(Saved data entries)
++++

//! Add command implementation.

use super::CmdResult;
use crate::utils::{create_spinner, format_size};
use oxifs_store::Container;
use std::path::Path;

pub fn cmd_add(container: &mut Container, source: &Path, name: Option<&str>) -> CmdResult {
    let name = match name {
        Some(name) => name.to_string(),
        None => source
            .file_name()
            .map(|n| n.to_string_lossy().into_owned())
            .ok_or("source path has no file name; pass a name explicitly")?,
    };

    let spinner = create_spinner(format!("Compressing {}", source.display()));
    let result = container.import_file(source, &name);
    spinner.finish_and_clear();
    let file = result?;

    let original = std::fs::metadata(source).map(|m| m.len()).unwrap_or(0);
    println!(
        "Added {} to {}: {} blocks, {} stored, {} charged",
        name,
        container.current_path()?,
        file.blocks_count,
        format_size(file.content_len as u64),
        format_size(container.config().charged_size(file.blocks_count)),
    );
    if original > 0 {
        let ratio = file.content_len as f64 / original as f64 * 100.0;
        println!("  Ratio: {ratio:.1}% of {}", format_size(original));
    }
    Ok(())
}
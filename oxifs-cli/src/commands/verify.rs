//! Verify command implementation.

use super::CmdResult;
use oxifs_store::Container;

pub fn cmd_verify(container: &mut Container, verbose: bool) -> CmdResult {
    let from = container.current_path()?;
    println!("Verifying {} from {}", container.path().display(), from);

    let checks = container.verify_tree()?;
    let mut failed = 0usize;

    for check in &checks {
        match &check.error {
            None => {
                if verbose {
                    println!("  OK: {} ({} blocks)", check.path, check.blocks);
                    let file = container.get_file_node(check.offset)?;
                    for (i, block) in container.block_locations(&file)?.iter().enumerate() {
                        println!(
                            "      block {i}: @{} len {} tree {}B encoded {}B crc {:#010x}",
                            block.offset,
                            block.uncompressed_len,
                            block.tree_len,
                            block.encoded_len,
                            block.checksum
                        );
                    }
                }
            }
            Some(e) => {
                failed += 1;
                println!("  FAILED: {} - {}", check.path, e);
            }
        }
    }

    println!();
    println!("Files: {}, OK: {}, Failed: {}", checks.len(), checks.len() - failed, failed);

    if failed > 0 {
        return Err(format!("{failed} corrupted file(s); remove them with `oxifs rm`").into());
    }
    Ok(())
}

#[cfg(test)]
mod tests {
    use super::*;
    use tempfile::TempDir;

    #[test]
    fn test_verify_from_subdirectory() {
        let tmp = TempDir::new().unwrap();
        let mut container = Container::open(tmp.path().join("fs.bin")).unwrap();
        container.make_directory("docs").unwrap();
        container.change_directory("docs").unwrap();
        container.add_file("a.txt", &b"abc".repeat(700)).unwrap();

        assert!(cmd_verify(&mut container, true).is_ok());
        assert_eq!(container.current_path().unwrap(), "/docs");
    }
}
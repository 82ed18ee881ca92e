//! List command implementation.

use super::CmdResult;
use crate::utils::{format_size, matches_filters};
use oxifs_core::EntryKind;
use oxifs_store::{Container, Entry};
use serde::{Deserialize, Serialize};

/// JSON serializable entry data for directory listings.
#[derive(Debug, Serialize, Deserialize)]
struct EntryJson {
    name: String,
    kind: String,
    size: u64,
    offset: u32,
}

impl EntryJson {
    fn from_entry(entry: &Entry) -> Self {
        Self {
            name: entry.name.clone(),
            kind: entry.kind.to_string(),
            size: entry.size,
            offset: entry.offset,
        }
    }
}

/// JSON output for a directory listing.
#[derive(Debug, Serialize, Deserialize)]
struct ListingJson {
    container: String,
    path: String,
    directories: Vec<EntryJson>,
    files: Vec<EntryJson>,
}

/// Options for listing a directory.
pub struct ListOptions<'a> {
    pub json: bool,
    pub include: &'a [String],
    pub exclude: &'a [String],
}

pub fn cmd_list(container: &mut Container, options: &ListOptions) -> CmdResult {
    let listing = container.list()?;
    let path = container.current_path()?;

    let keep = |entries: Vec<Entry>| -> Vec<Entry> {
        entries
            .into_iter()
            .filter(|e| matches_filters(&e.name, options.include, options.exclude))
            .collect()
    };
    let directories = keep(listing.directories);
    let files = keep(listing.files);

    if options.json {
        let output = ListingJson {
            container: container.path().display().to_string(),
            path,
            directories: directories.iter().map(EntryJson::from_entry).collect(),
            files: files.iter().map(EntryJson::from_entry).collect(),
        };
        println!("{}", serde_json::to_string_pretty(&output)?);
        return Ok(());
    }

    println!("Container: {}", container.path().display());
    println!("Directory: {path}");
    println!();
    println!("{:>12}  Name", "Size");
    println!("{}", "-".repeat(40));

    let mut total = 0u64;
    for entry in directories.iter().chain(files.iter()) {
        let prefix = match entry.kind {
            EntryKind::Directory => "d ",
            EntryKind::File => "  ",
        };
        println!("{:>12}  {}{}", format_size(entry.size), prefix, entry.name);
        total += entry.size;
    }

    println!("{}", "-".repeat(40));
    println!(
        "{:>12}  {} directories, {} files",
        format_size(total),
        directories.len(),
        files.len()
    );
    Ok(())
}
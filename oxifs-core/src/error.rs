//! Error types for OxiFS operations.
//!
//! Lookup failures, missing import sources and block corruption are distinct
//! variants because callers recover from them differently: a missing name is
//! retried with another name, a corrupted file has to be removed.

use std::fmt;
use std::io;
use std::path::PathBuf;
use thiserror::Error;

/// Kind of container entry an error refers to.
#[derive(Debug, Clone, Copy, PartialEq, Eq)]
pub enum EntryKind {
    /// A file node.
    File,
    /// A directory node.
    Directory,
}

impl fmt::Display for EntryKind {
    fn fmt(&self, f: &mut fmt::Formatter<'_>) -> fmt::Result {
        match self {
            Self::File => f.write_str("file"),
            Self::Directory => f.write_str("directory"),
        }
    }
}

/// The main error type for OxiFS operations.
#[derive(Debug, Error)]
pub enum OxiFsError {
    /// I/O error from the underlying container or an external file.
    #[error("I/O error: {0}")]
    Io(#[from] io::Error),

    /// Name lookup in the current directory failed.
    #[error("No such {kind} in the current directory: {name}")]
    NotFound {
        /// Whether a file or a directory was looked up.
        kind: EntryKind,
        /// The name that was not found.
        name: String,
    },

    /// Import was requested from a path that does not exist.
    #[error("Source file does not exist: {}", path.display())]
    SourceMissing {
        /// The missing source path.
        path: PathBuf,
    },

    /// Stored block checksum does not match the decoded content.
    #[error("Checksum mismatch in block at offset {offset}: stored {expected:#010x}, computed {computed:#010x}")]
    ChecksumMismatch {
        /// Offset of the block record.
        offset: u64,
        /// Checksum stored in the block record.
        expected: u32,
        /// Checksum computed from the decoded content.
        computed: u32,
    },

    /// Serialized Huffman tree does not resolve to exactly one root.
    #[error("Malformed Huffman tree: {message}")]
    MalformedTree {
        /// Description of the structural fault.
        message: String,
    },

    /// Bit stream ran out before a leaf was reached.
    #[error("Invalid Huffman code at bit position {bit_position}")]
    InvalidHuffmanCode {
        /// Number of bits consumed when the fault was detected.
        bit_position: u64,
    },

    /// A byte to encode has no leaf in the tree.
    #[error("Byte {byte:#04x} has no leaf in the Huffman tree")]
    SymbolNotInTree {
        /// The unencodable byte.
        byte: u8,
    },

    /// On-disk structure is inconsistent (broken chain, bad offset, bad size).
    #[error("Corrupted container structure at offset {offset}: {message}")]
    CorruptedStructure {
        /// Offset where the inconsistency was detected.
        offset: u64,
        /// Description of the inconsistency.
        message: String,
    },

    /// Entry name cannot be stored.
    #[error("Invalid name {name:?}: {reason}")]
    InvalidName {
        /// The rejected name.
        name: String,
        /// Why it was rejected.
        reason: &'static str,
    },

    /// Container grew past what a signed 32-bit offset can address.
    #[error("Container too large: {length} bytes exceeds the 32-bit offset range")]
    ContainerTooLarge {
        /// Length the container would reach.
        length: u64,
    },

    /// Configuration values are out of range.
    #[error("Invalid configuration: {message}")]
    InvalidConfig {
        /// Description of the configuration error.
        message: String,
    },
}

/// Result type alias for OxiFS operations.
pub type Result<T> = std::result::Result<T, OxiFsError>;

impl OxiFsError {
    /// Create a not-found error.
    pub fn not_found(kind: EntryKind, name: impl Into<String>) -> Self {
        Self::NotFound {
            kind,
            name: name.into(),
        }
    }

    /// Create a source-missing error.
    pub fn source_missing(path: impl Into<PathBuf>) -> Self {
        Self::SourceMissing { path: path.into() }
    }

    /// Create a checksum mismatch error.
    pub fn checksum_mismatch(offset: u64, expected: u32, computed: u32) -> Self {
        Self::ChecksumMismatch {
            offset,
            expected,
            computed,
        }
    }

    /// Create a malformed tree error.
    pub fn malformed_tree(message: impl Into<String>) -> Self {
        Self::MalformedTree {
            message: message.into(),
        }
    }

    /// Create an invalid Huffman code error.
    pub fn invalid_huffman(bit_position: u64) -> Self {
        Self::InvalidHuffmanCode { bit_position }
    }

    /// Create a corrupted structure error.
    pub fn corrupted(offset: u64, message: impl Into<String>) -> Self {
        Self::CorruptedStructure {
            offset,
            message: message.into(),
        }
    }

    /// Create an invalid name error.
    pub fn invalid_name(name: impl Into<String>, reason: &'static str) -> Self {
        Self::InvalidName {
            name: name.into(),
            reason,
        }
    }

    /// Create an invalid configuration error.
    pub fn invalid_config(message: impl Into<String>) -> Self {
        Self::InvalidConfig {
            message: message.into(),
        }
    }

    /// True for lookup failures that leave the container untouched.
    pub fn is_not_found(&self) -> bool {
        matches!(self, Self::NotFound { .. } | Self::SourceMissing { .. })
    }

    /// True when stored content cannot be recovered and the entry should be removed.
    pub fn is_corruption(&self) -> bool {
        matches!(
            self,
            Self::ChecksumMismatch { .. }
                | Self::MalformedTree { .. }
                | Self::InvalidHuffmanCode { .. }
        )
    }
}
//! Command implementations for OxiFS CLI.

pub mod add;
pub mod compact;
pub mod dir;
pub mod get;
pub mod list;
pub mod remove;
pub mod shell;
pub mod verify;

pub use add::cmd_add;
pub use compact::cmd_compact;
pub use dir::{cmd_mkdir, cmd_rmdir};
pub use get::cmd_get;
pub use list::{ListOptions, cmd_list};
pub use remove::cmd_rm;
pub use shell::cmd_shell;
pub use verify::cmd_verify;

use oxifs_store::Container;

/// Result type shared by all commands.
pub type CmdResult = Result<(), Box<dyn std::error::Error>>;

/// Move the cursor to `dir` (resolved from the root) when one is given.
pub fn enter_dir(container: &mut Container, dir: Option<&str>) -> CmdResult {
    if let Some(dir) = dir {
        container.change_directory("/")?;
        container.change_directory_path(dir)?;
    }
    Ok(())
}
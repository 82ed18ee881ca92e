//! Moving files between the host file system and a container.

use crate::container::Container;
use crate::layout::FileNode;
use oxifs_core::error::{OxiFsError, Result};
use std::fs::{self, File};
use std::io::{BufWriter, Write};
use std::path::{Path, PathBuf};
use tracing::{debug, warn};

impl Container {
    /// Import the host file at `source` as `name` in the current directory.
    pub fn import_file(&mut self, source: impl AsRef<Path>, name: &str) -> Result<FileNode> {
        let source = source.as_ref();
        if !source.is_file() {
            return Err(OxiFsError::source_missing(source));
        }
        let data = fs::read(source)?;
        debug!(source = %source.display(), name, bytes = data.len(), "importing file");
        self.add_file(name, &data)
    }

    /// Export the file `name` from the current directory to `dest`.
    ///
    /// Blocks are written to a staging file next to `dest` and renamed into
    /// place once every block has passed its checksum. On any failure no file
    /// is left at `dest`. Returns the number of bytes written.
    pub fn export_file_to(&mut self, name: &str, dest: impl AsRef<Path>) -> Result<u64> {
        self.export_file_with_progress(name, dest, |_, _| {})
    }

    /// Like [`Container::export_file_to`], calling `progress(done, total)` after each block.
    pub fn export_file_with_progress<F>(
        &mut self,
        name: &str,
        dest: impl AsRef<Path>,
        mut progress: F,
    ) -> Result<u64>
    where
        F: FnMut(u32, u32),
    {
        let dest = dest.as_ref();
        let file = self.find_file(name)?;
        let staging = staging_path(dest);

        let result = self
            .write_staged(&file, &staging, &mut progress)
            .and_then(|written| {
                fs::rename(&staging, dest)?;
                Ok(written)
            });

        match result {
            Ok(written) => {
                debug!(name, dest = %dest.display(), bytes = written, "exported file");
                Ok(written)
            }
            Err(err) => {
                let _ = fs::remove_file(&staging);
                if err.is_corruption() {
                    warn!(name, error = %err, "export aborted, file is corrupted");
                }
                Err(err)
            }
        }
    }

    fn write_staged<F>(&mut self, file: &FileNode, staging: &Path, progress: &mut F) -> Result<u64>
    where
        F: FnMut(u32, u32),
    {
        let mut out = BufWriter::new(File::create(staging)?);
        let mut written = 0u64;
        let mut done = 0u32;
        self.read_blocks_with(file, |chunk| {
            out.write_all(chunk)?;
            written += chunk.len() as u64;
            done += 1;
            progress(done, file.blocks_count);
            Ok(())
        })?;
        out.flush()?;
        Ok(written)
    }
}

/// Hidden sibling of `dest` used while an export is in flight.
fn staging_path(dest: &Path) -> PathBuf {
    let file_name = dest
        .file_name()
        .map(|name| name.to_string_lossy().into_owned())
        .unwrap_or_else(|| "export".to_string());
    dest.with_file_name(format!(".{file_name}.oxifs-part"))
}

#[cfg(test)]
mod tests {
    use super::*;
    use tempfile::TempDir;

    #[test]
    fn test_import_missing_source() {
        let tmp = TempDir::new().unwrap();
        let mut store = Container::open(tmp.path().join("fs.bin")).unwrap();
        let err = store.import_file(tmp.path().join("nope.txt"), "nope.txt").unwrap_err();
        assert!(matches!(err, OxiFsError::SourceMissing { .. }));
        assert!(store.list().unwrap().files.is_empty());
    }

    #[test]
    fn test_import_then_export() {
        let tmp = TempDir::new().unwrap();
        let source = tmp.path().join("in.txt");
        let content: Vec<u8> = (0..3000u32).map(|i| (i % 251) as u8).collect();
        fs::write(&source, &content).unwrap();

        let mut store = Container::open(tmp.path().join("fs.bin")).unwrap();
        store.import_file(&source, "in.txt").unwrap();

        let dest = tmp.path().join("out.txt");
        let mut calls = Vec::new();
        let written = store
            .export_file_with_progress("in.txt", &dest, |done, total| calls.push((done, total)))
            .unwrap();
        assert_eq!(written, 3000);
        assert_eq!(fs::read(&dest).unwrap(), content);
        assert_eq!(calls, vec![(1, 3), (2, 3), (3, 3)]);
        assert!(!staging_path(&dest).exists());
    }

    #[test]
    fn test_export_unknown_name_creates_nothing() {
        let tmp = TempDir::new().unwrap();
        let mut store = Container::open(tmp.path().join("fs.bin")).unwrap();
        let dest = tmp.path().join("out.txt");
        assert!(store.export_file_to("missing", &dest).unwrap_err().is_not_found());
        assert!(!dest.exists());
    }

    #[test]
    fn test_failed_rename_removes_staging_file() {
        let tmp = TempDir::new().unwrap();
        let mut store = Container::open(tmp.path().join("fs.bin")).unwrap();
        store.add_file("a.txt", b"some content").unwrap();

        let dest = tmp.path().join("taken");
        fs::create_dir(&dest).unwrap();
        fs::write(dest.join("keep"), b"x").unwrap();

        assert!(store.export_file_to("a.txt", &dest).is_err());
        assert!(!staging_path(&dest).exists());
        assert!(dest.join("keep").is_file());
    }

    #[test]
    fn test_staging_path_is_hidden_sibling() {
        assert_eq!(
            staging_path(Path::new("/tmp/out.txt")),
            PathBuf::from("/tmp/.out.txt.oxifs-part")
        );
    }
}
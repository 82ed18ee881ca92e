//! Block integrity checksum.
//!
//! Every block record stores a checksum of its uncompressed content. The value
//! is the remainder of a binary polynomial long division:
//!
//! - Divisor: `0x04C11DB7` (the CRC-32 generator without its implicit top bit,
//!   so its bit length is 27)
//! - The message is read MSB-first, byte by byte
//! - `bit_length - 1` zero bits are appended as padding
//! - No initial value, no reflection, no final XOR
//! - The result is the last `bit_length - 1` (26) bits of the working buffer
//!
//! This is deliberately not the table-driven CRC-32 used by ZIP and GZIP; the
//! two produce different values for the same input.
//!
//! # Example
//!
//! ```
//! use oxifs_core::checksum::BlockChecksum;
//!
//! assert_eq!(BlockChecksum::compute(b""), 0);
//! assert_eq!(BlockChecksum::compute(&[0x01]), 0x00C1_1DB7);
//! assert!(BlockChecksum::verify(b"abc", BlockChecksum::compute(b"abc")));
//! ```

/// Divisor polynomial for the block checksum.
pub const CHECKSUM_DIVISOR: u32 = 0x04C1_1DB7;

/// Number of significant bits in [`CHECKSUM_DIVISOR`].
pub const DIVISOR_BIT_LENGTH: usize = bit_length(CHECKSUM_DIVISOR);

/// Number of bits in the remainder.
pub const REMAINDER_BITS: usize = DIVISOR_BIT_LENGTH - 1;

const fn bit_length(mut value: u32) -> usize {
    let mut length = 0;
    while value > 0 {
        length += 1;
        value >>= 1;
    }
    length
}

/// Stateless block checksum calculator.
#[derive(Debug, Clone, Copy, Default)]
pub struct BlockChecksum;

impl BlockChecksum {
    /// Compute the checksum of `data`.
    pub fn compute(data: &[u8]) -> u32 {
        let data_bits = data.len() * 8;

        // One bit per slot; the tail holds the zero padding.
        let mut work = vec![0u8; data_bits + REMAINDER_BITS];
        for (i, &byte) in data.iter().enumerate() {
            for bit in 0..8 {
                work[i * 8 + bit] = (byte >> (7 - bit)) & 1;
            }
        }

        for i in 0..data_bits {
            if work[i] == 1 {
                for j in 0..DIVISOR_BIT_LENGTH {
                    work[i + j] ^= ((CHECKSUM_DIVISOR >> (DIVISOR_BIT_LENGTH - 1 - j)) & 1) as u8;
                }
            }
        }

        work[data_bits..]
            .iter()
            .fold(0u32, |remainder, &bit| (remainder << 1) | bit as u32)
    }

    /// Check `data` against a stored checksum.
    pub fn verify(data: &[u8], expected: u32) -> bool {
        Self::compute(data) == expected
    }
}
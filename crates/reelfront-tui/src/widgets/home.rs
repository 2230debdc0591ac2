use std::sync::Arc;

use ratatui::layout::Rect;
use ratatui::style::{Modifier, Style};
use ratatui::text::{Line, Span};
use ratatui::Frame;

use crate::app::App;
use crate::widgets::rail;
use crate::widgets::sections::{self, Section, SectionKind};

pub struct HomePage;

impl HomePage {
    pub fn render(frame: &mut Frame, area: Rect, app: &mut App) {
        let theme = app.theme.clone();
        let content = Arc::clone(&app.content);
        let studio = &content.studio;

        let (headline, caret) = match app.page.typewriter.as_ref() {
            Some(t) => (t.text(&app.motion).to_string(), t.caret_visible(app.now, &app.motion)),
            None => (String::new(), false),
        };

        let hero = vec![
            Line::from(""),
            Line::from(Span::styled(
                format!("  {}", studio.name.to_uppercase()),
                Style::default().fg(theme.accent).add_modifier(Modifier::BOLD),
            )),
            Line::from(Span::styled(
                format!("  {}", studio.tagline),
                Style::default().fg(theme.fg1),
            )),
            Line::from(""),
            Line::from(vec![
                Span::styled("  > ", Style::default().fg(theme.muted)),
                Span::styled(headline, Style::default().fg(theme.highlight)),
                Span::styled(
                    if caret { "▌" } else { " " },
                    Style::default().fg(theme.highlight),
                ),
            ]),
        ];

        let stats = content
            .stats
            .iter()
            .map(|stat| {
                Line::from(vec![
                    Span::styled(
                        format!("  {:>10}  ", stat.value),
                        Style::default().fg(theme.accent_alt).add_modifier(Modifier::BOLD),
                    ),
                    Span::styled(stat.label.clone(), Style::default().fg(theme.fg1)),
                ])
            })
            .collect();

        let reel = rail::lines(app, "What players say", area.width);

        let cta = vec![Line::from(vec![
            Span::styled("  See the games ", Style::default().fg(theme.fg0)),
            Span::styled("[4]", Style::default().fg(theme.accent)),
            Span::styled("   Say hello ", Style::default().fg(theme.fg0)),
            Span::styled("[3]", Style::default().fg(theme.accent)),
        ])];

        sections::render(
            frame,
            area,
            app,
            vec![
                Section::new(SectionKind::Hero, hero),
                Section::new(SectionKind::Staggered, stats),
                Section::new(SectionKind::Rail, reel),
                Section::text(cta),
            ],
        );
    }
}
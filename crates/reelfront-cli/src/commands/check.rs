use std::path::Path;

use anyhow::Result;

use reelfront_core::{AppConfig, SiteContent};

/// Validate config and content, printing every warning
pub fn run(config: &AppConfig, content_path: Option<&Path>) -> Result<()> {
    println!("Config:  {}", AppConfig::config_path().display());
    match content_path {
        Some(path) => println!("Content: {}", path.display()),
        None => println!("Content: built-in"),
    }

    let raw = match content_path {
        Some(path) => SiteContent::from_toml(&std::fs::read_to_string(path)?)?,
        None => SiteContent::builtin()?,
    };
    let warnings = raw.validate()?;

    println!(
        "\n{} games, {} testimonials, {} gallery images, {} contact channels",
        raw.games.len(),
        raw.testimonials.len(),
        raw.gallery.len(),
        raw.contact.len()
    );
    println!(
        "Rail: speed {} per {:.2}ms frame, resume after {}ms, jumps {:.0}% of the view",
        config.rail.speed,
        config.rail.reference_frame_ms,
        config.rail.resume_delay_ms,
        config.rail.nav_fraction * 100.0
    );

    if warnings.is_empty() {
        println!("\nOK");
    } else {
        println!("\n{} warning(s):", warnings.len());
        for warning in &warnings {
            println!("  - {warning}");
        }
    }
    Ok(())
}
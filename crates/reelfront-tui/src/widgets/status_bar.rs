use ratatui::{
    layout::Rect,
    style::Style,
    text::{Line, Span},
    widgets::Paragraph,
    Frame,
};

use crate::app::{App, Mode};
use crate::widgets::text::width;

pub struct StatusBarWidget;

impl StatusBarWidget {
    pub fn render(frame: &mut Frame, area: Rect, app: &App) {
        let theme = &app.theme;
        let mode_str = match app.mode {
            Mode::Normal => "NORMAL",
            Mode::Help => "HELP",
        };
        let motion_str = if app.reduced_motion() { "still" } else { "motion" };

        let status_text = if let Some(msg) = &app.status_message {
            format!(" {msg}")
        } else {
            format!(
                " {} | {} | {} | {}",
                mode_str,
                app.route().path(),
                app.focus.label(),
                motion_str
            )
        };

        let help_hint = " q:quit 1-4:pages tab:focus h/l:rail m:motion ?:help ";
        let padding_len = usize::from(area.width)
            .saturating_sub(width(&status_text) + width(help_hint));

        let line = Line::from(vec![
            Span::styled(status_text, Style::default().fg(theme.fg0).bg(theme.bg2)),
            Span::styled(" ".repeat(padding_len), Style::default().bg(theme.bg2)),
            Span::styled(help_hint, Style::default().fg(theme.muted).bg(theme.bg2)),
        ]);

        frame.render_widget(Paragraph::new(line), area);
    }
}
use chrono::Datelike;
use ratatui::layout::Rect;
use ratatui::style::{Modifier, Style};
use ratatui::text::{Line, Span};
use ratatui::widgets::Paragraph;
use ratatui::Frame;

use crate::app::App;
use crate::widgets::text::width;

/// Top navigation bar
pub struct NavBar;

impl NavBar {
    /// Draws the bar and records each entry's rect for clicks
    pub fn render(frame: &mut Frame, area: Rect, app: &mut App) {
        let theme = &app.theme;
        let current = app.page.route;
        let bar = Style::default().bg(theme.bg1);

        let brand = format!(" {} ", app.content.studio.name);
        let mut x = area.x + width(&brand) as u16;
        let mut spans = vec![Span::styled(
            brand,
            bar.fg(theme.accent).add_modifier(Modifier::BOLD),
        )];
        let mut rects = Vec::with_capacity(app.content.nav.len());

        for (i, item) in app.content.nav.iter().enumerate() {
            let label = format!(" {} {} ", i + 1, item.label);
            let cols = width(&label) as u16;
            if x + cols > area.right() {
                break;
            }
            let style = if item.route == current {
                bar.fg(theme.bg0).bg(theme.accent).add_modifier(Modifier::BOLD)
            } else {
                bar.fg(theme.fg1)
            };
            rects.push((Rect::new(x, area.y, cols, 1), item.route));
            spans.push(Span::styled(label, style));
            x += cols;
        }

        frame.render_widget(Paragraph::new(Line::from(spans)).style(bar), area);
        app.page.layout.nav = rects;
    }
}

/// Footer with the copyright line
pub struct Footer;

impl Footer {
    pub fn render(frame: &mut Frame, area: Rect, app: &App) {
        let year = chrono::Local::now().year();
        let text = format!(" © {year} {}", app.content.studio.footer);
        let line = Line::from(Span::styled(text, Style::default().fg(app.theme.muted)));
        frame.render_widget(Paragraph::new(line), area);
    }
}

++++

• Exercise description:
From the data, list each line in which the string "written" appears.

• Solution:
    /// Blocks are written to a staging file next to `dest` and renamed into
    /// is left at `dest`. Returns the number of bytes written.
            .and_then(|written| {
                Ok(written)
            Ok(written) => {
                debug!(name, dest = %dest.display(), bytes = written, "exported file");
                Ok(written)
        let mut written = 0u64;
            written += chunk.len() as u64;
        Ok(written)
        let written = store
        assert_eq!(written, 3000);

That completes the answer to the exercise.